Safe, reliable and high-capacity batteries are needed for electric cars, implantable biomedical devices and storage of power generated by renewable energy sources, such as solar or wind. Discarded batteries also pose a solid-waste problem due to the possibility of toxic heavy metals leaching into the environment, as well as their tendency to cause landfill fires.
The search for 'magical materials'
“Battery materials need to excel in a lot of ways,” Gomez said. “They need to be highly conductive, highly resistant, have good mechanical properties and more. Finding the magical material is really hard. Once we find it, making this magical material recyclable is a crucial challenge.”
Gomez and his team have developed a potential “magical material” through a process called cold sintering, which blends a ceramic and an organic salt to create a new hybrid material. The composite combines the conductive properties of the ceramic with the flexible mechanical properties of the organic salt. The batteries made with this material would be more conductive, last longer and be easier to recycle.
“Using our new approach, you could recover these composite battery materials, grind them up and simply make a new component,” Gomez said.
Cold sintering is the key
The process of traditional sintering turns a powder into a solid via extreme heat of more than 1,000 degrees Celsius. Cold sintering achieves the same result with significantly lower temperatures of only 100 to 200 degrees Celsius. This process was unveiled in a 2016 Advanced Functional Materials paper from a team of Penn State researchers led by Clive Randall, professor of materials science and engineering.
The cold sintering temperatures are below the combustion rate of organic materials.
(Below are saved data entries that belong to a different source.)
//! Range building: turn an alignment into [`Range`]s.
//!
//! Simple mode reports every hunk of an exact line comparison. Smart mode
//! aligns the sides ignoring whitespace, widens hunks over lines that only
//! matched because whitespace was ignored, and then classifies the lines of
//! each modified hunk with a second whitespace-insensitive pass.

use std::ops::Range as Span;

use lst_types::{whitespace_key, InnerRange, Range, RangeKind};

use crate::align::{align, intern, Budget, Segment};
use crate::cancel::CancellationToken;
use crate::config::{DiffLimits, DiffMode};
use crate::error::DiffResult;

/// Compute the changed ranges between `current` and `baseline`.
///
/// Pure: safe to call from any thread. Fails with
/// [`DiffError::TooBig`](crate::DiffError::TooBig) or
/// [`DiffError::DeadlineExceeded`](crate::DiffError::DeadlineExceeded) when the
/// input exceeds `limits`, and with
/// [`DiffError::Cancelled`](crate::DiffError::Cancelled) when `cancel` fires.
pub fn compute_ranges<C, B>(
    current: &[C],
    baseline: &[B],
    mode: DiffMode,
    limits: &DiffLimits,
    cancel: &CancellationToken,
) -> DiffResult<Vec<Range>>
where
    C: AsRef<str>,
    B: AsRef<str>,
{
    let budget = Budget {
        max_window_lines: limits.max_window_lines,
        timeout: limits.timeout,
        deadline: limits.deadline(),
    };
    let ranges = match mode {
        DiffMode::Simple => simple_ranges(current, baseline, budget, cancel)?,
        DiffMode::Smart => smart_ranges(current, baseline, budget, cancel)?,
    };
    tracing::trace!(
        current_lines = current.len(),
        baseline_lines = baseline.len(),
        ?mode,
        ranges = ranges.len(),
        "computed ranges"
    );
    Ok(ranges)
}

fn simple_ranges<C, B>(
    current: &[C],
    baseline: &[B],
    budget: Budget,
    cancel: &CancellationToken,
) -> DiffResult<Vec<Range>>
where
    C: AsRef<str>,
    B: AsRef<str>,
{
    let (old, new) = intern(
        baseline.iter().map(AsRef::as_ref),
        current.iter().map(AsRef::as_ref),
    );
    let segments = align(&old, &new, budget, cancel)?;
    Ok(segments
        .into_iter()
        .filter_map(|segment| match segment {
            Segment::Changed { old, new } => Some(Range::new(new.start, new.end, old.start, old.end)),
            Segment::Equal { .. } => None,
        })
        .collect())
}

/// A changed block in baseline (`old`) and current (`new`) coordinates.
#[derive(Clone, Debug, PartialEq, Eq)]
struct Hunk {
    old: Span<usize>,
    new: Span<usize>,
}

fn smart_ranges<C, B>(
    current: &[C],
    baseline: &[B],
    budget: Budget,
    cancel: &CancellationToken,
) -> DiffResult<Vec<Range>>
where
    C: AsRef<str>,
    B: AsRef<str>,
{
    let (old, new) = intern(
        baseline.iter().map(|line| whitespace_key(line.as_ref())),
        current.iter().map(|line| whitespace_key(line.as_ref())),
    );
    let segments = align(&old, &new, budget, cancel)?;
    let hunks = widen_over_whitespace_matches(segments, current, baseline);

    let mut ranges = Vec::with_capacity(hunks.len());
    for hunk in hunks {
        cancel.check()?;
        let range = Range::new(hunk.new.start, hunk.new.end, hunk.old.start, hunk.old.end);
        let range = if range.kind == RangeKind::Modified {
            let inner = inner_ranges(&old[hunk.old.clone()], &new[hunk.new.clone()], budget, cancel)?;
            range.with_inner(inner)
        } else {
            range
        };
        ranges.push(range);
    }
    Ok(ranges)
}

/// Split whitespace-insensitive equal runs into exact matches and
/// whitespace-only changes, merging the latter into adjacent hunks so no hunk
/// starts or ends next to a line that only matched because whitespace was
/// ignored.
fn widen_over_whitespace_matches<C, B>(segments: Vec<Segment>, current: &[C], baseline: &[B]) -> Vec<Hunk>
where
    C: AsRef<str>,
    B: AsRef<str>,
{
    let mut hunks: Vec<Hunk> = Vec::new();
    let mut push = |old: Span<usize>, new: Span<usize>| {
        if let Some(last) = hunks.last_mut() {
            if last.old.end == old.start && last.new.end == new.start {
                last.old.end = old.end;
                last.new.end = new.end;
                return;
            }
        }
        hunks.push(Hunk { old, new });
    };

    for segment in segments {
        match segment {
            Segment::Changed { old, new } => push(old, new),
            Segment::Equal { old, new, len } => {
                for k in 0..len {
                    if baseline[old + k].as_ref() != current[new + k].as_ref() {
                        push(old + k..old + k + 1, new + k..new + k + 1);
                    }
                }
            }
        }
    }
    hunks
}

/// Classify the lines of one modified hunk. Coordinates are relative to the
/// hunk start on each side.
fn inner_ranges(
    old: &[u32],
    new: &[u32],
    budget: Budget,
    cancel: &CancellationToken,
) -> DiffResult<Vec<InnerRange>> {
    let segments = align(old, new, budget, cancel)?;
    Ok(segments
        .into_iter()
        .map(|segment| match segment {
            Segment::Equal { old, new, len } => {
                InnerRange::new(new, new + len, old, old + len, RangeKind::Equal)
            }
            Segment::Changed { old, new } => {
                let kind = RangeKind::from_lengths(new.len(), old.len()).unwrap_or(RangeKind::Equal);
                InnerRange::new(new.start, new.end, old.start, old.end, kind)
            }
        })
        .collect())
}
Since organics are not destroyed during cold sintering, this could lead to new types of organic-ceramic hybrid materials, such as the battery materials Gomez and his research team are developing.
Building partnerships for a better environment
Beyond batteries, Gomez said there is endless potential for cold sintering to reduce solid waste and improve the environment. Given that cold sintering is a relatively new process, there is a lot to learn about possible applications. To realize the full positive impact of cold sintering, he believes that researchers need to develop a variety of partnerships.
“For example, to move our research forward, it’s crucial to find collaborators who can develop simulations to help us answer fundamental questions and exploit the tremendous potential for material discovery using cold sintering,” Gomez said.
Gomez also stated that industry partnerships help accelerate technology implementation and quickly move related products to market.
“Historically, innovation in academia is disconnected from industry, making the transition to market long and difficult,” Gomez said. “But I think the potential positive impacts of cold sintering are clear now. The question is how can we, as academics, best reach companies to work with us to develop new materials and products for practical uses.”
Along with Gomez and Randall, other contributors include Wonho Lee, postdoctoral scholar in chemical engineering; Christopher Lyon, former postdoctoral research associate in chemical engineering and current research scientist with Vangate Specialty Chemicals; Joo-Hwan Seo, doctoral candidate in materials science and engineering; Raymond Lopez-Hallman, research assistant in materials science and engineering; Yongjun Leng, associate professor of mechanical engineering; Chao-Yang Wang, professor of mechanical, chemical and materials science and engineering and the William E. Diefenderfer Chair Professor; and Michael Hickner, professor of materials science and engineering, chemical engineering and chemistry.